A festival was on Saturday outside the Geneseo Museum to mark “World UFO Day.”

The occasion, said Jim Gray, president of the museum at 907 Silver St., is to celebrate the unique collection of the owner of the residence-turned-museum dedicated to his belief in extra-terrestrials and their visits to Earth.

Dr. Elmer D. Janzen was a once celebrated native considered a bit of a genius, Gray said.

He was a chiropractor and practitioner of naturopathy, a licensed minister and a graduate of Moody Bible Institute of Chicago. He taught braille, was an auctioneer and a recognized ventriloquist.

He loved dogs, children and sharing his knowledge.

Gray, 72, recalls Janzen visiting his grade school to present a talk on astronomy – and his going into a lengthy presentation instead on UFOs and alien visitors.

“It was a meaningful night for me,” Gray said, recalling decades later his immediate fascination.

However, Janzen became less celebrated after that and a bit of an embarrassment to the community.

That didn’t deter Janzen’s beliefs, his effort to collect information and artifacts on the subject and to spread the message reportedly coming from the space visitors — that atomic testing by the U.S. was threatening to impact the world’s polarity and send ripples into the solar system.

eWhat first sparked Janzen’s interest in the subject, Gray said, was meeting a man from Nickerson named John W. Dean.
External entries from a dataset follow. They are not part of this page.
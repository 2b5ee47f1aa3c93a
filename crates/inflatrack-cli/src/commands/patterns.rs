//! Clustering and similarity command implementations

use anyhow::{Context, Result};
use inflatrack_core::patterns::{cluster_matrix, profiles, similar_in_matrix};
use inflatrack_core::{KMeansOptions, TrajectoryMatrix};

use super::{check_regions, truncate, Session};

pub fn cmd_cluster(session: &Session, k: Option<usize>, regions: &[String]) -> Result<()> {
    check_regions(regions, &session.reference)?;

    let mut options = KMeansOptions::from(&session.config.analysis);
    if let Some(k) = k {
        options = options.with_k(k);
    }

    let filtered = session.dataset.in_regions(regions, &session.reference);
    let matrix = TrajectoryMatrix::build(&filtered, &session.reference);
    let assignment = cluster_matrix(&matrix, &options).context("Clustering failed")?;

    println!();
    println!("🧩 Inflation Pattern Clusters (k = {})", assignment.k);
    println!(
        "   {} countries over {} years, inertia {:.3}",
        matrix.n_rows(),
        matrix.n_cols(),
        assignment.inertia
    );
    println!("   ─────────────────────────────────────────────────────────────");

    for profile in profiles(&assignment, &matrix) {
        println!(
            "   Cluster {} ({} countries, mean {:.2}%)",
            profile.id + 1,
            profile.members.len(),
            profile.mean_inflation
        );
        println!("      {}", profile.members.join(", "));
    }

    Ok(())
}

pub fn cmd_similar(
    session: &Session,
    country: &str,
    top: Option<usize>,
    regions: &[String],
) -> Result<()> {
    check_regions(regions, &session.reference)?;
    let top = top.unwrap_or(session.config.analysis.top_n);

    let filtered = session.dataset.in_regions(regions, &session.reference);
    let matrix = TrajectoryMatrix::build(&filtered, &session.reference);
    let ranked = similar_in_matrix(&matrix, country, top)
        .with_context(|| format!("Cannot rank countries similar to {}", country))?;

    println!();
    println!("🔗 Countries most similar to {}", country);
    println!("   ─────────────────────────────────────────────────────────────");

    if ranked.is_empty() {
        println!("   No other countries to compare against.");
        return Ok(());
    }

    println!("   {:28} │ {:>10} │ {:>8}", "Country", "Similarity", "Match");
    println!("   ─────────────────────────────┼────────────┼─────────");
    for entry in &ranked {
        println!(
            "   {:28} │ {:>10.3} │ {:>8}",
            truncate(&entry.country, 28),
            entry.score,
            entry.strength().as_str()
        );
    }

    Ok(())
}
//! Insight Engine - runs registered checks against a selection

use crate::models::{Dataset, MapRow};
use crate::reference::CountryReference;
use crate::selection::Selection;

use super::types::{Insight, InsightKind};
use super::{
    CountryTrendCheck, DeflationCheck, GeographicPatternCheck, HighInflationCheck,
    RegionalAverageCheck,
};

/// Default threshold for the high-inflation alert, percent
pub const HIGH_INFLATION_THRESHOLD: f64 = 10.0;

/// Everything a check may look at
pub struct InsightContext<'a> {
    /// Projected rows for `year`
    pub rows: &'a [MapRow],
    /// Table the rows were projected from; used for country history
    pub dataset: &'a Dataset,
    pub reference: &'a CountryReference,
    pub year: i32,
    pub regions: &'a [String],
    pub country: Option<&'a str>,
    pub high_threshold: f64,
}

impl<'a> InsightContext<'a> {
    pub fn new(
        rows: &'a [MapRow],
        dataset: &'a Dataset,
        reference: &'a CountryReference,
        year: i32,
    ) -> Self {
        Self {
            rows,
            dataset,
            reference,
            year,
            regions: &[],
            country: None,
            high_threshold: HIGH_INFLATION_THRESHOLD,
        }
    }

    /// Context for the year, regions and country of a selection
    pub fn from_selection(
        selection: &'a Selection,
        rows: &'a [MapRow],
        dataset: &'a Dataset,
        reference: &'a CountryReference,
    ) -> Self {
        Self {
            regions: &selection.regions,
            country: selection.country.as_deref(),
            ..Self::new(rows, dataset, reference, selection.year)
        }
    }

    pub fn with_regions(mut self, regions: &'a [String]) -> Self {
        self.regions = regions;
        self
    }

    pub fn with_country(mut self, country: Option<&'a str>) -> Self {
        self.country = country;
        self
    }

    pub fn with_high_threshold(mut self, threshold: f64) -> Self {
        self.high_threshold = threshold;
        self
    }
}

/// A single independent fact check
///
/// A check whose precondition does not hold returns `None`; it never emits
/// placeholder text.
pub trait InsightCheck: Send + Sync {
    fn kind(&self) -> InsightKind;

    /// Human-readable name
    fn name(&self) -> &'static str;

    fn evaluate(&self, ctx: &InsightContext<'_>) -> Option<Insight>;
}

/// Runs checks in registration order
pub struct InsightEngine {
    checks: Vec<Box<dyn InsightCheck>>,
}

impl Default for InsightEngine {
    fn default() -> Self {
        Self::new()
    }
}

impl InsightEngine {
    /// Engine with the built-in checks
    pub fn new() -> Self {
        let mut engine = Self::empty();

        engine.register(Box::new(RegionalAverageCheck));
        engine.register(Box::new(GeographicPatternCheck));
        engine.register(Box::new(CountryTrendCheck));
        engine.register(Box::new(HighInflationCheck));
        engine.register(Box::new(DeflationCheck));

        engine
    }

    pub fn empty() -> Self {
        Self { checks: vec![] }
    }

    pub fn register(&mut self, check: Box<dyn InsightCheck>) {
        self.checks.push(check);
    }

    pub fn kinds(&self) -> Vec<InsightKind> {
        self.checks.iter().map(|c| c.kind()).collect()
    }

    /// Evaluate every check; output order follows registration order
    pub fn run(&self, ctx: &InsightContext<'_>) -> Vec<Insight> {
        let mut insights = vec![];

        for check in &self.checks {
            match check.evaluate(ctx) {
                Some(insight) => {
                    tracing::debug!(check = check.kind().as_str(), "Insight produced");
                    insights.push(insight);
                }
                None => {
                    tracing::debug!(check = check.name(), "Insight check skipped");
                }
            }
        }

        insights
    }
}

/// Run the built-in checks
pub fn generate_insights(ctx: &InsightContext<'_>) -> Vec<Insight> {
    InsightEngine::new().run(ctx)
}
A teacher and auto mechanic, Dean believed extra-terrestrials were living among people on Earth and professed Christianity. He claimed at the time, in the late 1950s, that there were at least 10 of these beings living in Hutchinson, Gray said.

“The ones (extra-terrestrials) they had contact with were human in appearance, and they (the ETs) impressed upon them that they were very aware of the Christian faith and were believers in the same things, though they said we didn’t really understand the depth of what that meant,” Gray said.
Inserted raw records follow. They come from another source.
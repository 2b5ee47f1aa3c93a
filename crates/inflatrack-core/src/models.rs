//! Domain models for inflatrack

use std::collections::{BTreeMap, BTreeSet};

use serde::{Deserialize, Serialize};

use crate::reference::CountryReference;

/// One year-on-year inflation observation for a country
#[derive(Debug, Clone, PartialEq, Serialize, Deserialize)]
pub struct InflationRecord {
    /// Country name as published by the data source
    pub country: String,
    /// ISO 3166-1 alpha-3 code
    pub country_code: String,
    pub year: i32,
    /// Annual change in consumer prices, percent
    pub inflation: f64,
}

impl InflationRecord {
    pub fn new(country: &str, country_code: &str, year: i32, inflation: f64) -> Self {
        Self {
            country: country.to_string(),
            country_code: country_code.to_string(),
            year,
            inflation,
        }
    }
}

/// The full long-format inflation table
///
/// Records are unordered; every query returns owned, freshly ordered data so
/// the table itself stays immutable once loaded.
#[derive(Debug, Clone, Default, PartialEq, Serialize, Deserialize)]
#[serde(transparent)]
pub struct Dataset {
    records: Vec<InflationRecord>,
}

impl Dataset {
    pub fn new(records: Vec<InflationRecord>) -> Self {
        Self { records }
    }

    pub fn records(&self) -> &[InflationRecord] {
        &self.records
    }

    pub fn into_records(self) -> Vec<InflationRecord> {
        self.records
    }

    pub fn len(&self) -> usize {
        self.records.len()
    }

    pub fn is_empty(&self) -> bool {
        self.records.is_empty()
    }

    /// Sorted distinct years
    pub fn years(&self) -> Vec<i32> {
        self.records
            .iter()
            .map(|r| r.year)
            .collect::<BTreeSet<_>>()
            .into_iter()
            .collect()
    }

    /// Sorted distinct country names
    pub fn countries(&self) -> Vec<String> {
        self.records
            .iter()
            .map(|r| r.country.as_str())
            .collect::<BTreeSet<_>>()
            .into_iter()
            .map(str::to_string)
            .collect()
    }

    /// All records for one country, ascending by year
    pub fn for_country(&self, country: &str) -> Vec<&InflationRecord> {
        let mut rows: Vec<&InflationRecord> = self
            .records
            .iter()
            .filter(|r| r.country == country)
            .collect();
        rows.sort_by_key(|r| r.year);
        rows
    }

    /// Inflation value for a (country, year) pair, averaging duplicates
    pub fn value(&self, country: &str, year: i32) -> Option<f64> {
        let values: Vec<f64> = self
            .records
            .iter()
            .filter(|r| r.country == country && r.year == year)
            .map(|r| r.inflation)
            .collect();
        mean(&values)
    }

    /// Records with `from <= year <= to`; open bounds when `None`
    pub fn in_years(&self, from: Option<i32>, to: Option<i32>) -> Dataset {
        let records = self
            .records
            .iter()
            .filter(|r| from.map_or(true, |f| r.year >= f) && to.map_or(true, |t| r.year <= t))
            .cloned()
            .collect();
        Dataset::new(records)
    }

    /// Records whose country belongs to one of `regions`
    ///
    /// An empty region list means "all regions" and keeps every record,
    /// including countries with no known region.
    pub fn in_regions(&self, regions: &[String], reference: &CountryReference) -> Dataset {
        if regions.is_empty() {
            return self.clone();
        }
        let records = self
            .records
            .iter()
            .filter(|r| {
                reference
                    .region(&r.country)
                    .is_some_and(|region| regions.iter().any(|sel| sel == region))
            })
            .cloned()
            .collect();
        Dataset::new(records)
    }

    /// Countries that have data and are known to the reference table
    pub fn mappable_countries(&self, reference: &CountryReference) -> Vec<String> {
        self.countries()
            .into_iter()
            .filter(|c| reference.contains(c))
            .collect()
    }

    /// Mean inflation per (country, year), duplicates averaged
    pub(crate) fn averaged_cells(&self) -> BTreeMap<(&str, i32), f64> {
        let mut sums: BTreeMap<(&str, i32), (f64, usize)> = BTreeMap::new();
        for r in &self.records {
            let entry = sums.entry((r.country.as_str(), r.year)).or_insert((0.0, 0));
            entry.0 += r.inflation;
            entry.1 += 1;
        }
        sums.into_iter()
            .map(|(key, (sum, n))| (key, sum / n as f64))
            .collect()
    }
}

impl From<Vec<InflationRecord>> for Dataset {
    fn from(records: Vec<InflationRecord>) -> Self {
        Self::new(records)
    }
}

/// RGBA color, 0-255 per channel
#[derive(Debug, Clone, Copy, PartialEq, Eq, Hash, Serialize, Deserialize)]
#[serde(transparent)]
pub struct Rgba(pub [u8; 4]);

/// Discrete inflation color bands for the map
#[derive(Debug, Clone, Copy, PartialEq, Eq, Hash, Serialize, Deserialize)]
#[serde(rename_all = "snake_case")]
pub enum ColorBand {
    /// Below 0%
    Deflation,
    /// 0% up to 2%
    Low,
    /// 2% up to 5%
    Moderate,
    /// 5% up to 10%
    High,
    /// 10% and above
    VeryHigh,
}

impl ColorBand {
    /// Band for an inflation value; bounds are inclusive below, exclusive above
    pub fn for_inflation(inflation: f64) -> Self {
        if inflation < 0.0 {
            Self::Deflation
        } else if inflation < 2.0 {
            Self::Low
        } else if inflation < 5.0 {
            Self::Moderate
        } else if inflation < 10.0 {
            Self::High
        } else {
            // NaN also lands here
            Self::VeryHigh
        }
    }

    /// Blue -> green -> yellow -> orange -> red
    pub fn color(&self) -> Rgba {
        match self {
            Self::Deflation => Rgba([0, 100, 255, 200]),
            Self::Low => Rgba([0, 200, 100, 200]),
            Self::Moderate => Rgba([255, 200, 0, 200]),
            Self::High => Rgba([255, 100, 0, 200]),
            Self::VeryHigh => Rgba([255, 0, 0, 200]),
        }
    }

    pub fn as_str(&self) -> &'static str {
        match self {
            Self::Deflation => "deflation",
            Self::Low => "low",
            Self::Moderate => "moderate",
            Self::High => "high",
            Self::VeryHigh => "very_high",
        }
    }
}

impl std::fmt::Display for ColorBand {
    fn fmt(&self, f: &mut std::fmt::Formatter<'_>) -> std::fmt::Result {
        write!(f, "{}", self.as_str())
    }
}

/// A map-ready row for one country in the selected year
#[derive(Debug, Clone, PartialEq, Serialize, Deserialize)]
pub struct MapRow {
    pub country: String,
    pub country_code: String,
    pub inflation: f64,
    pub lat: f64,
    pub lon: f64,
    pub color: Rgba,
    /// Column height, `|inflation| * 10000`
    pub elevation: f64,
}

/// Headline figures for a projected year
#[derive(Debug, Clone, PartialEq, Serialize, Deserialize)]
pub struct MapSummary {
    pub countries: usize,
    pub average: f64,
    pub highest: CountryValue,
    pub lowest: CountryValue,
}

/// A country paired with a single value
#[derive(Debug, Clone, PartialEq, Serialize, Deserialize)]
pub struct CountryValue {
    pub country: String,
    pub value: f64,
}

/// One point of an inflation-adjusted value series
#[derive(Debug, Clone, Copy, PartialEq, Serialize, Deserialize)]
pub struct AdjustedPoint {
    pub year: i32,
    /// Compounded price index, 100 at the start year
    pub price_index: f64,
    /// Amount needed in `year` to match the initial amount's purchasing power
    pub adjusted_value: f64,
}

/// Purchasing-power trajectory for one country
#[derive(Debug, Clone, PartialEq, Serialize, Deserialize)]
pub struct AdjustedSeries {
    pub country: String,
    pub start_year: i32,
    pub end_year: i32,
    pub initial_amount: f64,
    pub points: Vec<AdjustedPoint>,
}

impl AdjustedSeries {
    /// Adjusted value at the last available year
    pub fn final_value(&self) -> f64 {
        self.points
            .last()
            .map(|p| p.adjusted_value)
            .unwrap_or(self.initial_amount)
    }

    /// Total percent change from the initial amount; `None` for a zero amount
    pub fn cumulative_inflation(&self) -> Option<f64> {
        if self.initial_amount == 0.0 {
            return None;
        }
        Some((self.final_value() - self.initial_amount) / self.initial_amount * 100.0)
    }
}

/// A country ranked by trajectory similarity
#[derive(Debug, Clone, PartialEq, Serialize, Deserialize)]
pub struct Similarity {
    pub country: String,
    /// Cosine similarity in [-1, 1]
    pub score: f64,
}

impl Similarity {
    pub fn strength(&self) -> MatchStrength {
        MatchStrength::for_score(self.score)
    }
}

/// Qualitative bucket for a similarity score
#[derive(Debug, Clone, Copy, PartialEq, Eq, Serialize, Deserialize)]
#[serde(rename_all = "snake_case")]
pub enum MatchStrength {
    Strong,
    Good,
    Weak,
}

impl MatchStrength {
    pub fn for_score(score: f64) -> Self {
        if score > 0.95 {
            Self::Strong
        } else if score > 0.85 {
            Self::Good
        } else {
            Self::Weak
        }
    }

    pub fn as_str(&self) -> &'static str {
        match self {
            Self::Strong => "strong",
            Self::Good => "good",
            Self::Weak => "weak",
        }
    }
}

impl std::fmt::Display for MatchStrength {
    fn fmt(&self, f: &mut std::fmt::Formatter<'_>) -> std::fmt::Result {
        write!(f, "{}", self.as_str())
    }
}

/// Country to cluster id mapping produced by k-means
#[derive(Debug, Clone, PartialEq, Serialize, Deserialize)]
pub struct ClusterAssignment {
    pub k: usize,
    /// Total within-cluster squared distance of the winning run
    pub inertia: f64,
    pub assignments: BTreeMap<String, usize>,
}

impl ClusterAssignment {
    pub fn cluster_of(&self, country: &str) -> Option<usize> {
        self.assignments.get(country).copied()
    }

    /// Countries in a cluster, alphabetically
    pub fn members(&self, id: usize) -> Vec<&str> {
        self.assignments
            .iter()
            .filter(|(_, &c)| c == id)
            .map(|(country, _)| country.as_str())
            .collect()
    }
}

/// Members and mean raw inflation of one cluster
#[derive(Debug, Clone, PartialEq, Serialize, Deserialize)]
pub struct ClusterProfile {
    pub id: usize,
    pub members: Vec<String>,
    pub mean_inflation: f64,
}

/// Descriptive statistics for one country's history
#[derive(Debug, Clone, PartialEq, Serialize, Deserialize)]
pub struct CountryStats {
    pub country: String,
    /// Value in the requested year, if observed
    pub current: Option<f64>,
    pub mean: f64,
    pub max: f64,
    /// First year the maximum was reached
    pub max_year: i32,
    pub min: f64,
    /// First year the minimum was reached
    pub min_year: i32,
    /// Sample standard deviation; `None` with fewer than two observations
    pub volatility: Option<f64>,
    pub observations: usize,
}

/// One country's line in a comparison chart
#[derive(Debug, Clone, PartialEq, Serialize, Deserialize)]
pub struct ComparisonSeries {
    pub country: String,
    pub years: Vec<i32>,
    /// Raw or normalized values, aligned with `years`
    pub values: Vec<f64>,
    /// Centered rolling mean, aligned with `years`
    #[serde(skip_serializing_if = "Option::is_none")]
    pub rolling: Option<Vec<Option<f64>>>,
    pub stats: CountryStats,
}

/// Arithmetic mean, `None` when empty
pub(crate) fn mean(values: &[f64]) -> Option<f64> {
    if values.is_empty() {
        None
    } else {
        Some(values.iter().sum::<f64>() / values.len() as f64)
    }
}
Dean created a sign for people to put in the rear window of their vehicle — now displayed in the museum window — stating “Space Ships Welcome,” with what appears to be Cyrillic writing below the sentiment to make the beings feel welcome.

Dean took Janzen to a convention on extra-terrestrials in Mountain View, Mississippi, in 1957, where they met others, including Buck Nelson, who claimed to have been taken up into spaceships from Jupiter and Venus.
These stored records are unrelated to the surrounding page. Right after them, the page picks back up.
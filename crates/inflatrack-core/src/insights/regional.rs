//! Regional insights
//!
//! - Average inflation across the selected regions
//! - The region with the highest average inflation on the map

use std::collections::BTreeMap;

use crate::models::mean;

use super::engine::{InsightCheck, InsightContext};
use super::types::{Insight, InsightKind, Severity};

/// Mean inflation across the projected rows when regions are selected
pub struct RegionalAverageCheck;

impl InsightCheck for RegionalAverageCheck {
    fn kind(&self) -> InsightKind {
        InsightKind::RegionalAverage
    }

    fn name(&self) -> &'static str {
        "Regional Analysis"
    }

    fn evaluate(&self, ctx: &InsightContext<'_>) -> Option<Insight> {
        if ctx.regions.is_empty() {
            return None;
        }
        let values: Vec<f64> = ctx.rows.iter().map(|r| r.inflation).collect();
        let average = mean(&values)?;

        Some(Insight::new(
            self.kind(),
            Severity::Info,
            self.name(),
            format!(
                "In {}, the selected regions have an average inflation rate of {:.2}%.",
                ctx.year, average
            ),
        ))
    }
}

/// Region with the highest mean inflation among the projected rows
pub struct GeographicPatternCheck;

impl InsightCheck for GeographicPatternCheck {
    fn kind(&self) -> InsightKind {
        InsightKind::GeographicPattern
    }

    fn name(&self) -> &'static str {
        "Geographic Pattern"
    }

    fn evaluate(&self, ctx: &InsightContext<'_>) -> Option<Insight> {
        let mut by_region: BTreeMap<&str, Vec<f64>> = BTreeMap::new();
        for row in ctx.rows {
            if let Some(region) = ctx.reference.region(&row.country) {
                by_region.entry(region).or_default().push(row.inflation);
            }
        }

        // Ties resolve to the alphabetically first region
        let (region, average) = by_region
            .iter()
            .filter_map(|(region, values)| mean(values).map(|m| (*region, m)))
            .fold(None, |best: Option<(&str, f64)>, (region, m)| match best {
                Some((_, b)) if b >= m => best,
                _ => Some((region, m)),
            })?;

        Some(Insight::new(
            self.kind(),
            Severity::Attention,
            self.name(),
            format!(
                "{} has the highest average inflation ({:.2}%) in {}.",
                region, average, ctx.year
            ),
        ))
    }
}
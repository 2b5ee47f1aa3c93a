//! Time-boxed cache entry
//!
//! The caller decides when to trust a cached value by asking
//! [`TimedCache::is_stale`] with the current time; nothing expires on its own.

use chrono::{DateTime, Duration, Utc};
use serde::{Deserialize, Serialize};

#[derive(Debug, Clone, PartialEq, Serialize, Deserialize)]
pub struct TimedCache<T> {
    pub value: T,
    pub fetched_at: DateTime<Utc>,
}

impl<T> TimedCache<T> {
    pub fn new(value: T, fetched_at: DateTime<Utc>) -> Self {
        Self { value, fetched_at }
    }

    /// Wrap a value fetched just now
    pub fn fresh(value: T) -> Self {
        Self::new(value, Utc::now())
    }

    /// Stale once `ttl` or more has passed since the fetch
    pub fn is_stale(&self, now: DateTime<Utc>, ttl: Duration) -> bool {
        now - self.fetched_at >= ttl
    }

    /// Time since the fetch, clamped at zero for clock skew
    pub fn age(&self, now: DateTime<Utc>) -> Duration {
        (now - self.fetched_at).max(Duration::zero())
    }

    /// When the entry becomes stale
    pub fn expires_at(&self, ttl: Duration) -> DateTime<Utc> {
        self.fetched_at + ttl
    }

    pub fn value(&self) -> &T {
        &self.value
    }

    pub fn into_value(self) -> T {
        self.value
    }
}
Janzen returned to the convention annually and began collecting original drawings from those individuals, detailing the ships. George Adamski, Dino Kraspedon of Brazil and Reinhold Schmidt drew the pictures.

He also collected more than a dozen books and monographs written at the time on the subject, including some authored by Dean and Nelson.

Titles on display at the museum include Dean’s book, “Flying Saucers and Scriptures,” printed in 1964 by Vantage Press, and “Flying Saucers Up Close,” published in 1970.

“(Janzen) began giving slide programs around the country, with the original drawings,” Gray said.

Those drawings, newspaper clippings, photographs and books make up most of the collection in a room of the museum dedicated to UFOs.

They also have about 8,000 slides and many reel-to-reel recordings they are now having converted onto CDs.

The remainder of the museum displays artifacts from Janzen’s life and the community, including senior pictures and other memorabilia from the high school, which closed in 1980, and local war veterans information.

“Dr. Janzen’s original intent was to preserve the history of Geneseo, and then he began to display his collection there,” Gray said.

He never married, and he lived with his parents. When his mother died in 1964, he started creating the museum.

Other items on display include his ventriloquism dummies, a stuffed dog named Fritz that died in 1950 and another dog preserved with just its head and hide.

Janzen ran the museum from 1964 to 1976. When his health started failing, he donated the house and its contents to the city. He died in 1977.

“It (the museum) fell into disrepair,” Gray said. “In 2018, we reorganized and formed a new board to restore it. It’s a wonderful board, and they’ve done some great things.”

That included the decision to promote Janzen’s unique collection outside of the community.